+++ Extracted material +++

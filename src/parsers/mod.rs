//! JSON document loading.
//!
//! Turns files, readers and strings into `serde_json::Value` trees with
//! errors that name the document they came from.
//!
//! ## Usage
//!
//! ```no_run
//! use jsondiff_tools::parsers::{parse_json_file, select_pointer};
//! use std::path::Path;
//!
//! let doc = parse_json_file(Path::new("response.json")).unwrap();
//! let items = select_pointer(doc, "/data/items").unwrap();
//! ```

use serde_json::Value;
use std::io::Read;
use std::path::Path;

use crate::error::{ErrorContext, JsonDiffError, OptionContext, Result};

/// Parse JSON text.
///
/// Blank input is reported as [`ParseErrorKind::EmptyInput`] rather than a
/// syntax error.
///
/// [`ParseErrorKind::EmptyInput`]: crate::error::ParseErrorKind::EmptyInput
pub fn parse_json_str(content: &str) -> Result<Value> {
    if content.trim().is_empty() {
        return Err(JsonDiffError::empty_input("document"));
    }
    Ok(serde_json::from_str(content)?)
}

/// Read and parse a JSON file.
pub fn parse_json_file(path: &Path) -> Result<Value> {
    let content = std::fs::read_to_string(path).map_err(|e| JsonDiffError::io(path, e))?;
    parse_json_str(&content).with_context(|| path.display().to_string())
}

/// Read and parse JSON from a reader such as stdin.
pub fn parse_json_reader(mut reader: impl Read, origin: &str) -> Result<Value> {
    let mut content = String::new();
    reader
        .read_to_string(&mut content)
        .with_context(|| format!("reading {origin}"))?;
    parse_json_str(&content).context(origin)
}

/// Narrow a document to the value at a JSON Pointer (RFC 6901).
///
/// The empty pointer selects the whole document.
pub fn select_pointer(document: Value, pointer: &str) -> Result<Value> {
    if pointer.is_empty() {
        return Ok(document);
    }
    document
        .pointer(pointer)
        .cloned()
        .with_context_none(|| format!("JSON pointer '{pointer}' does not match any value"))
}

#[cfg(test)]
mod tests {
    use super::*;
    use crate::error::ParseErrorKind;
    use serde_json::json;

    #[test]
    fn test_parse_json_str() {
        let value = parse_json_str(r#"{"status": 200, "items": []}"#).expect("valid JSON");
        assert_eq!(value["status"], 200);
    }

    #[test]
    fn test_parse_preserves_key_order() {
        let value = parse_json_str(r#"{"z": 1, "a": 2, "m": 3}"#).expect("valid JSON");
        let keys: Vec<_> = value
            .as_object()
            .map(|map| map.keys().cloned().collect())
            .unwrap_or_default();
        assert_eq!(keys, vec!["z", "a", "m"]);
    }

    #[test]
    fn test_empty_input() {
        match parse_json_str("  \n") {
            Err(JsonDiffError::Parse {
                source: ParseErrorKind::EmptyInput,
                ..
            }) => {}
            other => panic!("expected empty input error, got {other:?}"),
        }
    }

    #[test]
    fn test_invalid_json_names_origin() {
        let err = parse_json_reader("{\"a\": ".as_bytes(), "stdin").expect_err("invalid");
        assert!(err.to_string().contains("stdin"), "{err}");
    }

    #[test]
    fn test_missing_file() {
        let err = parse_json_file(Path::new("/nonexistent/left.json")).expect_err("missing");
        assert!(matches!(err, JsonDiffError::Io { .. }));
    }

    #[test]
    fn test_select_pointer() {
        let doc = json!({"data": {"items": [1, 2]}});
        assert_eq!(
            select_pointer(doc.clone(), "/data/items").expect("resolves"),
            json!([1, 2])
        );
        assert_eq!(select_pointer(doc.clone(), "").expect("root"), doc);
        assert!(matches!(
            select_pointer(doc, "/data/missing"),
            Err(JsonDiffError::Validation(_))
        ));
    }
}
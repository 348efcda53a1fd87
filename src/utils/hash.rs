//! Content hashing utilities.

use serde_json::{Map, Value};
use xxhash_rust::xxh3::{xxh3_64, Xxh3};

const TAG_NULL: u8 = 0;
const TAG_BOOL: u8 = 1;
const TAG_NUMBER: u8 = 2;
const TAG_STRING: u8 = 3;
const TAG_ARRAY: u8 = 4;
const TAG_OBJECT: u8 = 5;

/// Compute a structural fingerprint of a JSON value.
///
/// Consistent with [`values_equal`](crate::model::values_equal): equal values
/// always hash equal. Numbers are hashed through their `f64` value and object
/// members are combined order-independently. Containers are hashed bottom-up
/// from an explicit stack, so deep nesting cannot exhaust the call stack.
#[must_use]
pub fn structural_hash(value: &Value) -> u64 {
    enum Frame<'a> {
        Visit(&'a Value),
        Array(usize),
        Object(&'a Map<String, Value>),
    }

    let mut frames = vec![Frame::Visit(value)];
    let mut digests: Vec<u64> = Vec::new();

    while let Some(frame) = frames.pop() {
        match frame {
            Frame::Visit(Value::Array(items)) => {
                frames.push(Frame::Array(items.len()));
                frames.extend(items.iter().rev().map(Frame::Visit));
            }
            Frame::Visit(Value::Object(map)) => {
                frames.push(Frame::Object(map));
                frames.extend(map.values().rev().map(Frame::Visit));
            }
            Frame::Visit(leaf) => digests.push(leaf_hash(leaf)),
            Frame::Array(len) => {
                let children = digests.split_off(digests.len().saturating_sub(len));
                let mut hasher = Xxh3::new();
                hasher.update(&[TAG_ARRAY]);
                hasher.update(&(len as u64).to_le_bytes());
                for child in children {
                    hasher.update(&child.to_le_bytes());
                }
                digests.push(hasher.digest());
            }
            Frame::Object(map) => {
                let children = digests.split_off(digests.len().saturating_sub(map.len()));
                let combined = map.keys().zip(children).fold(0u64, |acc, (key, child)| {
                    let mut entry = Vec::with_capacity(key.len() + 8);
                    entry.extend_from_slice(key.as_bytes());
                    entry.extend_from_slice(&child.to_le_bytes());
                    acc.wrapping_add(xxh3_64(&entry))
                });
                let mut hasher = Xxh3::new();
                hasher.update(&[TAG_OBJECT]);
                hasher.update(&(map.len() as u64).to_le_bytes());
                hasher.update(&combined.to_le_bytes());
                digests.push(hasher.digest());
            }
        }
    }

    digests.pop().unwrap_or_default()
}

fn leaf_hash(value: &Value) -> u64 {
    let mut hasher = Xxh3::new();
    match value {
        Value::Null => hasher.update(&[TAG_NULL]),
        Value::Bool(b) => hasher.update(&[TAG_BOOL, u8::from(*b)]),
        Value::Number(n) => {
            hasher.update(&[TAG_NUMBER]);
            // -0.0 == 0.0, so both must share a fingerprint
            let float = n.as_f64().map_or(0.0, |f| if f == 0.0 { 0.0 } else { f });
            hasher.update(&float.to_bits().to_le_bytes());
        }
        Value::String(s) => {
            hasher.update(&[TAG_STRING]);
            hasher.update(&(s.len() as u64).to_le_bytes());
            hasher.update(s.as_bytes());
        }
        Value::Array(_) | Value::Object(_) => {}
    }
    hasher.digest()
}

#[cfg(test)]
mod tests {
    use super::*;
    use serde_json::json;

    #[test]
    fn test_structural_hash_is_stable() {
        let value = json!({"id": 1, "tags": ["a", "b"]});
        assert_eq!(structural_hash(&value), structural_hash(&value.clone()));
        assert_ne!(structural_hash(&value), 0);
    }

    #[test]
    fn test_structural_hash_matches_equality() {
        assert_eq!(
            structural_hash(&json!({"a": 1, "b": 2})),
            structural_hash(&json!({"b": 2, "a": 1.0}))
        );
        assert_eq!(structural_hash(&json!(0.0)), structural_hash(&json!(-0.0)));
    }

    #[test]
    fn test_structural_hash_distinguishes_values() {
        assert_ne!(structural_hash(&json!([1, 2])), structural_hash(&json!([2, 1])));
        assert_ne!(structural_hash(&json!("1")), structural_hash(&json!(1)));
        assert_ne!(structural_hash(&json!(null)), structural_hash(&json!({})));
        assert_ne!(
            structural_hash(&json!({"a": 1})),
            structural_hash(&json!({"a": 2}))
        );
    }

    #[test]
    fn test_structural_hash_on_deep_nesting() {
        let mut left = json!({"v": 1});
        let mut right = json!({"v": 1.0});
        for _ in 0..50_000 {
            left = Value::Array(vec![left]);
            right = Value::Array(vec![right]);
        }
        assert_eq!(structural_hash(&left), structural_hash(&right));
        // serde_json drops recursively
        std::mem::forget(left);
        std::mem::forget(right);
    }
}
//! Shared utilities.

mod hash;

pub use hash::structural_hash;
//! Diff result structures.

use clap::ValueEnum;
use schemars::JsonSchema;
use serde::{Deserialize, Serialize};
use serde_json::Value;
use std::fmt;

use super::severity::classify_severity;
use crate::model::{display_value, ValueKind};

/// Kind of a single reported difference.
#[derive(Debug, Clone, Copy, PartialEq, Eq, Hash, Serialize, Deserialize)]
#[serde(rename_all = "kebab-case")]
pub enum DiffType {
    /// Present on the left, absent on the right
    Missing,
    /// Absent on the left, present on the right
    Extra,
    /// Same runtime type, different value
    Changed,
    /// Different runtime types
    TypeChanged,
}

impl DiffType {
    #[must_use]
    pub const fn as_str(&self) -> &'static str {
        match self {
            Self::Missing => "missing",
            Self::Extra => "extra",
            Self::Changed => "changed",
            Self::TypeChanged => "type-changed",
        }
    }

    /// Whether this diff counts towards `differentFields`.
    #[must_use]
    pub const fn is_value_change(&self) -> bool {
        matches!(self, Self::Changed | Self::TypeChanged)
    }
}

impl fmt::Display for DiffType {
    fn fmt(&self, f: &mut fmt::Formatter<'_>) -> fmt::Result {
        f.write_str(self.as_str())
    }
}

/// Business-impact tier of a difference, ordered from least to most severe.
#[derive(
    Debug,
    Clone,
    Copy,
    PartialEq,
    Eq,
    PartialOrd,
    Ord,
    Hash,
    Serialize,
    Deserialize,
    JsonSchema,
    ValueEnum,
)]
#[serde(rename_all = "lowercase")]
pub enum Severity {
    Low,
    Medium,
    High,
    Critical,
}

impl Severity {
    #[must_use]
    pub const fn as_str(&self) -> &'static str {
        match self {
            Self::Low => "low",
            Self::Medium => "medium",
            Self::High => "high",
            Self::Critical => "critical",
        }
    }

    /// Parse a severity name, ignoring case.
    #[must_use]
    pub fn parse(name: &str) -> Option<Self> {
        match name.to_lowercase().as_str() {
            "low" => Some(Self::Low),
            "medium" => Some(Self::Medium),
            "high" => Some(Self::High),
            "critical" => Some(Self::Critical),
            _ => None,
        }
    }
}

impl fmt::Display for Severity {
    fn fmt(&self, f: &mut fmt::Formatter<'_>) -> fmt::Result {
        f.write_str(self.as_str())
    }
}

/// One reported difference between two JSON values.
#[derive(Debug, Clone, PartialEq, Serialize, Deserialize)]
#[serde(rename_all = "camelCase")]
pub struct DiffItem {
    /// Location of the difference (`""` for the root)
    pub path: String,
    #[serde(rename = "type")]
    pub diff_type: DiffType,
    pub severity: Severity,
    #[serde(default, skip_serializing_if = "Option::is_none")]
    pub old_value: Option<Value>,
    #[serde(default, skip_serializing_if = "Option::is_none")]
    pub new_value: Option<Value>,
    pub description: String,
}

impl DiffItem {
    fn new(
        path: String,
        diff_type: DiffType,
        old_value: Option<Value>,
        new_value: Option<Value>,
        description: String,
    ) -> Self {
        let severity = classify_severity(&path, diff_type);
        Self {
            path,
            diff_type,
            severity,
            old_value,
            new_value,
            description,
        }
    }

    /// A value present only on the left.
    pub fn missing(path: String, old: &Value, description: impl Into<String>) -> Self {
        Self::new(
            path,
            DiffType::Missing,
            Some(old.clone()),
            None,
            description.into(),
        )
    }

    /// A value present only on the right.
    pub fn extra(path: String, new: &Value, description: impl Into<String>) -> Self {
        Self::new(
            path,
            DiffType::Extra,
            None,
            Some(new.clone()),
            description.into(),
        )
    }

    /// Two unequal values of the same runtime type.
    pub fn changed(path: String, old: &Value, new: &Value) -> Self {
        let description = format!(
            "Value changed from '{}' to '{}'",
            display_value(old),
            display_value(new)
        );
        Self::new(
            path,
            DiffType::Changed,
            Some(old.clone()),
            Some(new.clone()),
            description,
        )
    }

    /// Two values of different runtime types.
    pub fn type_changed(path: String, old: &Value, new: &Value) -> Self {
        let description = format!(
            "Type changed from {} to {}",
            ValueKind::of(old),
            ValueKind::of(new)
        );
        Self::new(
            path,
            DiffType::TypeChanged,
            Some(old.clone()),
            Some(new.clone()),
            description,
        )
    }
}

/// Summary statistics for a comparison.
#[derive(Debug, Clone, Default, PartialEq, Eq, Serialize, Deserialize)]
#[serde(rename_all = "camelCase")]
pub struct DiffSummary {
    /// Leaf fields on both sides combined
    pub total_fields: usize,
    /// `total_fields - differences`, floored at zero (an approximation: one
    /// structural difference can cover many leaf fields)
    pub identical_fields: usize,
    /// `changed` plus `type-changed` differences
    pub different_fields: usize,
    pub missing_fields: usize,
    pub extra_fields: usize,
    pub critical_diffs: usize,
    pub high_diffs: usize,
    pub medium_diffs: usize,
    pub low_diffs: usize,
}

impl DiffSummary {
    /// Tally `differences` against a known field total.
    #[must_use]
    pub fn from_differences(total_fields: usize, differences: &[DiffItem]) -> Self {
        let mut summary = Self {
            total_fields,
            identical_fields: total_fields.saturating_sub(differences.len()),
            ..Self::default()
        };

        for item in differences {
            match item.diff_type {
                DiffType::Changed | DiffType::TypeChanged => summary.different_fields += 1,
                DiffType::Missing => summary.missing_fields += 1,
                DiffType::Extra => summary.extra_fields += 1,
            }
            match item.severity {
                Severity::Critical => summary.critical_diffs += 1,
                Severity::High => summary.high_diffs += 1,
                Severity::Medium => summary.medium_diffs += 1,
                Severity::Low => summary.low_diffs += 1,
            }
        }

        summary
    }

    /// Total number of differences.
    #[must_use]
    pub const fn total_diffs(&self) -> usize {
        self.different_fields + self.missing_fields + self.extra_fields
    }

    /// Number of differences at the given severity.
    #[must_use]
    pub const fn count_for(&self, severity: Severity) -> usize {
        match severity {
            Severity::Critical => self.critical_diffs,
            Severity::High => self.high_diffs,
            Severity::Medium => self.medium_diffs,
            Severity::Low => self.low_diffs,
        }
    }
}

/// Complete result of a JSON comparison.
#[derive(Debug, Clone, PartialEq, Serialize, Deserialize)]
#[serde(rename_all = "camelCase")]
#[must_use]
pub struct ComparisonResult {
    /// `true` exactly when `differences` is empty
    pub identical: bool,
    /// Differences in traversal order
    pub differences: Vec<DiffItem>,
    pub summary: DiffSummary,
}

impl ComparisonResult {
    /// Build a result from collected differences and a precomputed summary.
    pub fn new(differences: Vec<DiffItem>, summary: DiffSummary) -> Self {
        Self {
            identical: differences.is_empty(),
            differences,
            summary,
        }
    }

    /// Check if there are any differences
    #[must_use]
    pub fn has_changes(&self) -> bool {
        !self.differences.is_empty()
    }

    /// Highest severity among the differences, if any
    #[must_use]
    pub fn max_severity(&self) -> Option<Severity> {
        self.differences.iter().map(|d| d.severity).max()
    }

    /// Differences of one kind
    pub fn of_type(&self, diff_type: DiffType) -> impl Iterator<Item = &DiffItem> {
        self.differences
            .iter()
            .filter(move |d| d.diff_type == diff_type)
    }

    /// Differences at or above a severity
    pub fn at_least(&self, severity: Severity) -> impl Iterator<Item = &DiffItem> {
        self.differences
            .iter()
            .filter(move |d| d.severity >= severity)
    }

    /// Drop differences below `min_severity` and recalculate the summary.
    ///
    /// `totalFields` is kept; the remaining counters describe the retained
    /// differences.
    pub fn filter_by_severity(&mut self, min_severity: Severity) {
        self.differences.retain(|d| d.severity >= min_severity);
        self.recalculate();
    }

    fn recalculate(&mut self) {
        self.summary = DiffSummary::from_differences(self.summary.total_fields, &self.differences);
        self.identical = self.differences.is_empty();
    }
}
//! Array matching configuration.

use clap::ValueEnum;
use schemars::JsonSchema;
use serde::{Deserialize, Serialize};

/// Minimum similarity (exclusive) for two array elements to be paired.
pub const DEFAULT_ACCEPTANCE_THRESHOLD: f64 = 0.7;
/// Similarity from which a pairing counts as a strong match.
pub const DEFAULT_STRONG_MATCH_THRESHOLD: f64 = 0.95;
/// Score added for an identifier-like key holding equal values.
pub const DEFAULT_ID_MATCH_BONUS: f64 = 0.8;
/// Weight applied to the similarity of other shared keys.
pub const DEFAULT_NESTED_WEIGHT: f64 = 0.5;

/// Strategy used to pair elements of two arrays in order-insensitive mode.
#[derive(
    Debug, Clone, Copy, Default, PartialEq, Eq, Serialize, Deserialize, JsonSchema, ValueEnum,
)]
#[serde(rename_all = "kebab-case")]
pub enum AssignmentMethod {
    /// Left-to-right greedy claiming: exact match first, otherwise the first
    /// highest-scoring unclaimed candidate above the acceptance threshold.
    #[default]
    Greedy,
    /// Globally optimal pairing (Kuhn-Munkres) over the acceptable candidates.
    ///
    /// Produces different pairings than `Greedy` on contested arrays.
    Optimal,
}

impl AssignmentMethod {
    #[must_use]
    pub const fn name(&self) -> &'static str {
        match self {
            Self::Greedy => "greedy",
            Self::Optimal => "optimal",
        }
    }
}

/// Configuration for similarity scoring and array element matching.
#[derive(Debug, Clone, Serialize, Deserialize)]
pub struct ArrayMatchConfig {
    /// Candidates must score strictly above this to be paired (0.0 - 1.0)
    pub acceptance_threshold: f64,
    /// Pairings at or above this score are strong matches (0.0 - 1.0)
    pub strong_match_threshold: f64,
    /// Bonus for an identifier-like key (name contains "id") with equal values
    pub id_match_bonus: f64,
    /// Weight for the recursive similarity of other shared keys
    pub nested_weight: f64,
    /// How elements are paired
    pub assignment: AssignmentMethod,
    /// Descend into pairings whose clamped score is exactly 1.0 even though
    /// the elements are not equal. Off by default: such pairings are treated
    /// as identical and report nothing.
    #[serde(default)]
    pub descend_saturated_matches: bool,
    /// Right-array size from which candidate scores are computed in parallel
    pub parallel_threshold: usize,
}

impl Default for ArrayMatchConfig {
    fn default() -> Self {
        Self::balanced()
    }
}

impl ArrayMatchConfig {
    /// Standard thresholds and weights.
    #[must_use]
    pub const fn balanced() -> Self {
        Self {
            acceptance_threshold: DEFAULT_ACCEPTANCE_THRESHOLD,
            strong_match_threshold: DEFAULT_STRONG_MATCH_THRESHOLD,
            id_match_bonus: DEFAULT_ID_MATCH_BONUS,
            nested_weight: DEFAULT_NESTED_WEIGHT,
            assignment: AssignmentMethod::Greedy,
            descend_saturated_matches: false,
            parallel_threshold: 50,
        }
    }

    /// Only pair near-identical elements; everything else is missing/extra.
    #[must_use]
    pub const fn strict() -> Self {
        Self {
            acceptance_threshold: 0.85,
            ..Self::balanced()
        }
    }

    /// Pair loosely related elements (e.g. same shape, different values).
    #[must_use]
    pub const fn lenient() -> Self {
        Self {
            acceptance_threshold: 0.5,
            ..Self::balanced()
        }
    }

    /// Look up a preset by name.
    #[must_use]
    pub fn from_preset(name: &str) -> Option<Self> {
        match name.to_lowercase().as_str() {
            "balanced" | "default" => Some(Self::balanced()),
            "strict" => Some(Self::strict()),
            "lenient" | "permissive" => Some(Self::lenient()),
            _ => None,
        }
    }

    /// Override the acceptance threshold.
    #[must_use]
    pub const fn with_threshold(mut self, threshold: f64) -> Self {
        self.acceptance_threshold = threshold;
        self
    }

    /// Override the assignment method.
    #[must_use]
    pub const fn with_assignment(mut self, assignment: AssignmentMethod) -> Self {
        self.assignment = assignment;
        self
    }

    /// Return the first out-of-range threshold, if any.
    #[must_use]
    pub fn invalid_threshold(&self) -> Option<(&'static str, f64)> {
        [
            ("acceptance_threshold", self.acceptance_threshold),
            ("strong_match_threshold", self.strong_match_threshold),
        ]
        .into_iter()
        .find(|(_, value)| !(0.0..=1.0).contains(value))
    }
}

+++

Task objective: Go line by line through the data and copy any that contain "Override".

Response to this task:
    /// Override the acceptance threshold.
    /// Override the assignment method.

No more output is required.